## Material for the task
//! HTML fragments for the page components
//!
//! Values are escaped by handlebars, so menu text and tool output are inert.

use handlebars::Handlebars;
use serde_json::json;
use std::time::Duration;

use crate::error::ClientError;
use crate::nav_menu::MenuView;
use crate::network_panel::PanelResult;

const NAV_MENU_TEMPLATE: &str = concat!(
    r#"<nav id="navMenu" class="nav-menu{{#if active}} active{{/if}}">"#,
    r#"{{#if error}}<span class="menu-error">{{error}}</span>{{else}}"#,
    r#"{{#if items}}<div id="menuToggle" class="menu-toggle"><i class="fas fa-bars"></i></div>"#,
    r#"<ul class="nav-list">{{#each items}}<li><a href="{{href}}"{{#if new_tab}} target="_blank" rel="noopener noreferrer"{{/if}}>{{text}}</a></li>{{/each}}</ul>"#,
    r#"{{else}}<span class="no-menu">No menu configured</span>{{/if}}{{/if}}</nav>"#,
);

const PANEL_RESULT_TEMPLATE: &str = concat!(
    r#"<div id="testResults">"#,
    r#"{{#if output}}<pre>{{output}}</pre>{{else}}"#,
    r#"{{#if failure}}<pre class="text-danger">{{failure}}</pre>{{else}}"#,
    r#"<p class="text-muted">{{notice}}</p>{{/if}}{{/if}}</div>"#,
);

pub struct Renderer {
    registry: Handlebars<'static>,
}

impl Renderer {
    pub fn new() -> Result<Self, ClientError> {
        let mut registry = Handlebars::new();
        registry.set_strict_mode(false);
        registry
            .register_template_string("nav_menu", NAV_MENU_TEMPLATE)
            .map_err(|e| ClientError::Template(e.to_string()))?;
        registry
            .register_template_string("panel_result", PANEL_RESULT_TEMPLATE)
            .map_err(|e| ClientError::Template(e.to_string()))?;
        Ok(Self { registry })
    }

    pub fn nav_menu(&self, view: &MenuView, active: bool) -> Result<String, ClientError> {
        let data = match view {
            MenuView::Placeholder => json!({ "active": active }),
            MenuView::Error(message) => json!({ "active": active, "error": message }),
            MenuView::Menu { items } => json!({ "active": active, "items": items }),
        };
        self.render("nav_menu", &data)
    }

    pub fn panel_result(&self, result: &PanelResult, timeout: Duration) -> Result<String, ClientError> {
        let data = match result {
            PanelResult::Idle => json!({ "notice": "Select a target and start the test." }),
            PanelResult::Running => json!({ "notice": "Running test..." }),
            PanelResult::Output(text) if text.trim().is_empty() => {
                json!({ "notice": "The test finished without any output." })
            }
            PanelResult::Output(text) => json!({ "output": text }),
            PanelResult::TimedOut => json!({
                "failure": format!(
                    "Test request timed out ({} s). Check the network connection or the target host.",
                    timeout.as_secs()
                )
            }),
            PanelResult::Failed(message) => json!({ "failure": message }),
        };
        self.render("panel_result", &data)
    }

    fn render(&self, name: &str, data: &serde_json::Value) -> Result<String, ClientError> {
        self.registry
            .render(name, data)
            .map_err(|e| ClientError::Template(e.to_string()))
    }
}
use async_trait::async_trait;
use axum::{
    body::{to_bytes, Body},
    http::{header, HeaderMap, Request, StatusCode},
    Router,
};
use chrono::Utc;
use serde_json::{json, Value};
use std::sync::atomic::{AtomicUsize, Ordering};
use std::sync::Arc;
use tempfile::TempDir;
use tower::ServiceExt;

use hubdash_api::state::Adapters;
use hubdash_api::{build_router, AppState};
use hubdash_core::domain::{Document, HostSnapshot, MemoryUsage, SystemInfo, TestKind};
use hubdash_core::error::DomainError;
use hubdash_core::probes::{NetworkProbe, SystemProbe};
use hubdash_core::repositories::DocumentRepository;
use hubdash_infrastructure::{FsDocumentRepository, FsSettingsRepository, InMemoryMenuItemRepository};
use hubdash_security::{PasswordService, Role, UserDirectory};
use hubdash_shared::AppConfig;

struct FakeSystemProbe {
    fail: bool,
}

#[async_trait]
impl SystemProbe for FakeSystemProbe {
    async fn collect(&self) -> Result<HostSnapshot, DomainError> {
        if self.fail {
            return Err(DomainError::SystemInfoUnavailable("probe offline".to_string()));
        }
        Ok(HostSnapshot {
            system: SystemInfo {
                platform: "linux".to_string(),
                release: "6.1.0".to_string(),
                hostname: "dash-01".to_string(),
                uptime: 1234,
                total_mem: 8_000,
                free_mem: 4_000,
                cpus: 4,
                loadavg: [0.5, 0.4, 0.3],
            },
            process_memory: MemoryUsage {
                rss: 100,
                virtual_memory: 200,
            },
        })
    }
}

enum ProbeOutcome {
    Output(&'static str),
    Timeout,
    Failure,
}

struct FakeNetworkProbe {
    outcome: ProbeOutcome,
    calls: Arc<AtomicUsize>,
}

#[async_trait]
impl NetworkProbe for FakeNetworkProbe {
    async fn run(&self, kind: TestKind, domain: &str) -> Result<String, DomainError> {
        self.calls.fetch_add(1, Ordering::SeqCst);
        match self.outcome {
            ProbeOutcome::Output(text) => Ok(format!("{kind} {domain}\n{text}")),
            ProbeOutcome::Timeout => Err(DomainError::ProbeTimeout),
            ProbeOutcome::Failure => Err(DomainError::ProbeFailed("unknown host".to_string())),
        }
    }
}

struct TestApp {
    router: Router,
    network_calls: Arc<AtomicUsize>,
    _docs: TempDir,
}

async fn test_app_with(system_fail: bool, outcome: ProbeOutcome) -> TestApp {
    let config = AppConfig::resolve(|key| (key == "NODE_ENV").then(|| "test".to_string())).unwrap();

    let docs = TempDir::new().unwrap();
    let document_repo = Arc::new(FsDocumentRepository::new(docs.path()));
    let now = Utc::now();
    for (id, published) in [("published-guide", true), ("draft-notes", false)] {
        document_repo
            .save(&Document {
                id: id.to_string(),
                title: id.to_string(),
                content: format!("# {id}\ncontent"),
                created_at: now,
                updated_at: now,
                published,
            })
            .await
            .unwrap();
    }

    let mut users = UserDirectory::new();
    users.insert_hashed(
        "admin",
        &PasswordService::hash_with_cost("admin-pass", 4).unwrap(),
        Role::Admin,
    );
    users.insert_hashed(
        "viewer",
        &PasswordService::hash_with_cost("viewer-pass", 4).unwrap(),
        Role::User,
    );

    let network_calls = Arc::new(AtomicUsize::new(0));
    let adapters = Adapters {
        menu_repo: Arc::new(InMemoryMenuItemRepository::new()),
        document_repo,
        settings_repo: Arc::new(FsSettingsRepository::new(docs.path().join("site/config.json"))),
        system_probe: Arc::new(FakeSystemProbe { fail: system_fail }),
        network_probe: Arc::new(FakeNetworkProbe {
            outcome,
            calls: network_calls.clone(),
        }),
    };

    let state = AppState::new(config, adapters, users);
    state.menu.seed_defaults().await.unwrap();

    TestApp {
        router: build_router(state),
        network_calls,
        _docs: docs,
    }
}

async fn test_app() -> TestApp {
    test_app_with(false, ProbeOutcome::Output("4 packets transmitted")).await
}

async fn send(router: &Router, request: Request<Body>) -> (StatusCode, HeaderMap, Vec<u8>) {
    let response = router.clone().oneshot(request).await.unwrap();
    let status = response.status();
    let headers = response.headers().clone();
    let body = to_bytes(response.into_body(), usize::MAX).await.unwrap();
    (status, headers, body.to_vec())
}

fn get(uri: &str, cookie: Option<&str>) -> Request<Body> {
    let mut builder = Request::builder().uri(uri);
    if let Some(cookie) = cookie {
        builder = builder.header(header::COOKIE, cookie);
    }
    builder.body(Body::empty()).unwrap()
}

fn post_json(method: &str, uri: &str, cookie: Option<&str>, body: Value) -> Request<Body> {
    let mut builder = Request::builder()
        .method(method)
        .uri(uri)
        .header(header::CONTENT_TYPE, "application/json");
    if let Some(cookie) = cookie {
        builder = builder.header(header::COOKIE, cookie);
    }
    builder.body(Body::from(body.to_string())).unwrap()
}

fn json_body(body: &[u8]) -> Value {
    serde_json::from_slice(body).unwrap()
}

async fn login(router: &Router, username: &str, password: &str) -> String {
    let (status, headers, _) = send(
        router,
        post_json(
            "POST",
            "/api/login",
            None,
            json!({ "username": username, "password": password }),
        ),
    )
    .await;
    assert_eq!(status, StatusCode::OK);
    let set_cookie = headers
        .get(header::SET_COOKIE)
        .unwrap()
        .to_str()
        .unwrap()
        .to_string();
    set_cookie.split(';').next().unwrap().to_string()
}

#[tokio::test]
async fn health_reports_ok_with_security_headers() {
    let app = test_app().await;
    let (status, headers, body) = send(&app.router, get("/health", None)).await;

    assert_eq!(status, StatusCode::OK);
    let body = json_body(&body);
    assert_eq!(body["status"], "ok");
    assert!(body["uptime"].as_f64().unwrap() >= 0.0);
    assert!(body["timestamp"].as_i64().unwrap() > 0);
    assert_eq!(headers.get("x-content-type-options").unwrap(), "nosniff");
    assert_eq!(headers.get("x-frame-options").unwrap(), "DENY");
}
---
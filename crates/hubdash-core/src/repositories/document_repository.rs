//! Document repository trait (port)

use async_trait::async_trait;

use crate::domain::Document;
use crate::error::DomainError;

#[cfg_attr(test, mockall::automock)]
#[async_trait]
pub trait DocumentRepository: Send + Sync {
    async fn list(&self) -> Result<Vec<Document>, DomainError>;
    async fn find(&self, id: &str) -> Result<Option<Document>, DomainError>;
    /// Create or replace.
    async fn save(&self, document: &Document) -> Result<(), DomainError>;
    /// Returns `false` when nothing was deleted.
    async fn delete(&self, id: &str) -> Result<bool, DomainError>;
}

## Work task
Look above for the line containing "let data = match result" and the line containing "use hubdash_shared::AppConfig;". Transcribe both, with the lines between them, exactly.

## Output of the task
        let data = match result {
            PanelResult::Idle => json!({ "notice": "Select a target and start the test." }),
            PanelResult::Running => json!({ "notice": "Running test..." }),
            PanelResult::Output(text) if text.trim().is_empty() => {
                json!({ "notice": "The test finished without any output." })
            }
            PanelResult::Output(text) => json!({ "output": text }),
            PanelResult::TimedOut => json!({
                "failure": format!(
                    "Test request timed out ({} s). Check the network connection or the target host.",
                    timeout.as_secs()
                )
            }),
            PanelResult::Failed(message) => json!({ "failure": message }),
        };
        self.render("panel_result", &data)
    }

    fn render(&self, name: &str, data: &serde_json::Value) -> Result<String, ClientError> {
        self.registry
            .render(name, data)
            .map_err(|e| ClientError::Template(e.to_string()))
    }
}
use async_trait::async_trait;
use axum::{
    body::{to_bytes, Body},
    http::{header, HeaderMap, Request, StatusCode},
    Router,
};
use chrono::Utc;
use serde_json::{json, Value};
use std::sync::atomic::{AtomicUsize, Ordering};
use std::sync::Arc;
use tempfile::TempDir;
use tower::ServiceExt;

use hubdash_api::state::Adapters;
use hubdash_api::{build_router, AppState};
use hubdash_core::domain::{Document, HostSnapshot, MemoryUsage, SystemInfo, TestKind};
use hubdash_core::error::DomainError;
use hubdash_core::probes::{NetworkProbe, SystemProbe};
use hubdash_core::repositories::DocumentRepository;
use hubdash_infrastructure::{FsDocumentRepository, FsSettingsRepository, InMemoryMenuItemRepository};
use hubdash_security::{PasswordService, Role, UserDirectory};
use hubdash_shared::AppConfig;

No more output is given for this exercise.